[Data items]
* * * * * * *
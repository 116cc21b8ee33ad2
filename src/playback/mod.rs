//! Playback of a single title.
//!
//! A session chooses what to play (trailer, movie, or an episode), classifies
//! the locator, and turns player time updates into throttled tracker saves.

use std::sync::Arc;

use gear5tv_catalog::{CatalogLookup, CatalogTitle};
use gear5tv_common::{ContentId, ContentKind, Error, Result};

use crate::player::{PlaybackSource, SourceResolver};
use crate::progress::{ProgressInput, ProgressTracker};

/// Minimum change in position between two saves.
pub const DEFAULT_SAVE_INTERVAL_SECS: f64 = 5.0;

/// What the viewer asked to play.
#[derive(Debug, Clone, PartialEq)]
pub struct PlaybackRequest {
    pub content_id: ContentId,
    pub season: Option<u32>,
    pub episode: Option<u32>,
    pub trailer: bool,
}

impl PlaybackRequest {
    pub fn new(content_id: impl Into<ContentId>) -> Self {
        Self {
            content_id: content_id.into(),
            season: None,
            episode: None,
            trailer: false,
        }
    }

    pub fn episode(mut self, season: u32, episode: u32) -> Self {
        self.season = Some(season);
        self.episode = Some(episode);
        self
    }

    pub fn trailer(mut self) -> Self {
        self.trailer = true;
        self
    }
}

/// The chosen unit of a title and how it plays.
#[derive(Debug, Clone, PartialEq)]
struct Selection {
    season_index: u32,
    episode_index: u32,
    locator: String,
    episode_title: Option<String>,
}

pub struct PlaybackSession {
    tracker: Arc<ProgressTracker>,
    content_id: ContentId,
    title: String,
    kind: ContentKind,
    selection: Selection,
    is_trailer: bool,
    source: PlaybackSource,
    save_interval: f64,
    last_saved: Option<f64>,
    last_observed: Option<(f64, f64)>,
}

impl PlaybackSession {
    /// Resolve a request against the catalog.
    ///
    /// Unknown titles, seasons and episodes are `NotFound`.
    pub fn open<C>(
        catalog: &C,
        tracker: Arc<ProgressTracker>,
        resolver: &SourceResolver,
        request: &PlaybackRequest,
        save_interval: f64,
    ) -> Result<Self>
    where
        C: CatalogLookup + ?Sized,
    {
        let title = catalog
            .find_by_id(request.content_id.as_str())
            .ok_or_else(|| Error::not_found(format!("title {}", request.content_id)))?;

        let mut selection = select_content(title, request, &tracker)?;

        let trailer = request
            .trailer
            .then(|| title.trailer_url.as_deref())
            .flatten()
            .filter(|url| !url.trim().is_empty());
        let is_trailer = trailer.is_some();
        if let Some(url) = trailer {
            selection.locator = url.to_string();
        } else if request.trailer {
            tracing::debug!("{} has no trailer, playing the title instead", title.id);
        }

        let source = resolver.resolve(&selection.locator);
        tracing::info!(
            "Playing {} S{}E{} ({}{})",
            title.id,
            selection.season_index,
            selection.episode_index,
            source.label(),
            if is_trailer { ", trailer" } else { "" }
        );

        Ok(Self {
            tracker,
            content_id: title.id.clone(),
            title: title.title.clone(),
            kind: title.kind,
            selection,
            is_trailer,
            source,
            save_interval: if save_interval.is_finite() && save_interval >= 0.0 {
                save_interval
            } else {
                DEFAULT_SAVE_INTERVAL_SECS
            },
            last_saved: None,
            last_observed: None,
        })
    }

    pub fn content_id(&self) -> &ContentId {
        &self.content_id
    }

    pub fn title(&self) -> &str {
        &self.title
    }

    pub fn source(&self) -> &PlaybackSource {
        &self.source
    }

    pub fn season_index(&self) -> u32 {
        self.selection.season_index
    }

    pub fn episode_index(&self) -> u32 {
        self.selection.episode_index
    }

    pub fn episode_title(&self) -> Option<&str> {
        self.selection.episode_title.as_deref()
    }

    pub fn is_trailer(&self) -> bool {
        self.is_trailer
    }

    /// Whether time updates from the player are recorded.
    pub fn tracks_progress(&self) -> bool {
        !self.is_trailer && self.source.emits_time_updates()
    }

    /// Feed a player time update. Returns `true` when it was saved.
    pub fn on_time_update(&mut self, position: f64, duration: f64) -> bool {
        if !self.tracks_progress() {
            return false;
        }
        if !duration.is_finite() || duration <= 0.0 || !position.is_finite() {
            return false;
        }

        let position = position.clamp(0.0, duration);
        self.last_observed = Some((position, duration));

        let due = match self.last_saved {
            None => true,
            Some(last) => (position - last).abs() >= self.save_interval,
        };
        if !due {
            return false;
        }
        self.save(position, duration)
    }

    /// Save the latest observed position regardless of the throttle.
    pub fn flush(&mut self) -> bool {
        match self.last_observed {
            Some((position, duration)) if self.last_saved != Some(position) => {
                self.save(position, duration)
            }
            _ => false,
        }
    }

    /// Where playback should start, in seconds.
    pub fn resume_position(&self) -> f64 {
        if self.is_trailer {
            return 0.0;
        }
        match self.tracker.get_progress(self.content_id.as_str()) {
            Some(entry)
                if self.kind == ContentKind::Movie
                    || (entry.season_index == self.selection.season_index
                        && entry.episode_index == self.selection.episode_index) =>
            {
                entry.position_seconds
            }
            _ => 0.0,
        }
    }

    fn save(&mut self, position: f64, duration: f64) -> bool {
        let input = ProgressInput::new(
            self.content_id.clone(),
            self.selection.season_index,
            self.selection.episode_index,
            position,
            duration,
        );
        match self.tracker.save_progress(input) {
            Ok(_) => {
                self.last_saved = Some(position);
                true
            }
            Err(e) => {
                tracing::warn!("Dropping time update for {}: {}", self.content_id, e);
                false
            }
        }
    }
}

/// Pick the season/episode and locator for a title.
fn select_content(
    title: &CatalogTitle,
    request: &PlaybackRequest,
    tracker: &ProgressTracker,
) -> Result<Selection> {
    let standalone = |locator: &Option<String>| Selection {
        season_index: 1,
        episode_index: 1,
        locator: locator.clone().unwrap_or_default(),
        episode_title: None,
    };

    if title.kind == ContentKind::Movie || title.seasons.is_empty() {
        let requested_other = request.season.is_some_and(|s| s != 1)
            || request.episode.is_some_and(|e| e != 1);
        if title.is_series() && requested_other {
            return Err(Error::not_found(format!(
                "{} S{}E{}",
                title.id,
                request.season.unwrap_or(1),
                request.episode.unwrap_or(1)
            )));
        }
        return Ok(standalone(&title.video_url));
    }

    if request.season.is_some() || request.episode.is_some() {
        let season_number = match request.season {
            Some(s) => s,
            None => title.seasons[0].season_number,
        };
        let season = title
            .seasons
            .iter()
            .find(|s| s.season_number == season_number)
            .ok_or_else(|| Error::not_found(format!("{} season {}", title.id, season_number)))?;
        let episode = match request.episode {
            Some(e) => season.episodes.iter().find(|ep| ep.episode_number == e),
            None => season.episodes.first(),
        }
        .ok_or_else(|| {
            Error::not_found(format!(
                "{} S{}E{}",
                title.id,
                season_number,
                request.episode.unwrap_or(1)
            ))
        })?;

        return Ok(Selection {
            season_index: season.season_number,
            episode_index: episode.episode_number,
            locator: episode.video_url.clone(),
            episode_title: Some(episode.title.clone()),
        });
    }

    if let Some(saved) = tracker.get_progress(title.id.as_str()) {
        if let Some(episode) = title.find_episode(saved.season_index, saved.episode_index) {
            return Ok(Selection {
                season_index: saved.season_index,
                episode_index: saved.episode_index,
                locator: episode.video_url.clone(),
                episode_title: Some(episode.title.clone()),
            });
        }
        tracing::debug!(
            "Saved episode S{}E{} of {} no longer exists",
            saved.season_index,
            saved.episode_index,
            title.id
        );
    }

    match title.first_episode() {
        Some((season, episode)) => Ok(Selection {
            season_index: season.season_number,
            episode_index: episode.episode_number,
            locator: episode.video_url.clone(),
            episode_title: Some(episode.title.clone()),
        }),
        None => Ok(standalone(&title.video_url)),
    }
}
* * * * * * *
TASK PROMPT
Only the lines from the one containing "if let Some(episode)" through the final line above should be duplicated, exactly as they stand.

ANSWER SPACE
        if let Some(episode) = title.find_episode(saved.season_index, saved.episode_index) {
            return Ok(Selection {
                season_index: saved.season_index,
                episode_index: saved.episode_index,
                locator: episode.video_url.clone(),
                episode_title: Some(episode.title.clone()),
            });
        }
        tracing::debug!(
            "Saved episode S{}E{} of {} no longer exists",
            saved.season_index,
            saved.episode_index,
            title.id
        );
    }

    match title.first_episode() {
        Some((season, episode)) => Ok(Selection {
            season_index: season.season_number,
            episode_index: episode.episode_number,
            locator: episode.video_url.clone(),
            episode_title: Some(episode.title.clone()),
        }),
        None => Ok(standalone(&title.video_url)),
    }
}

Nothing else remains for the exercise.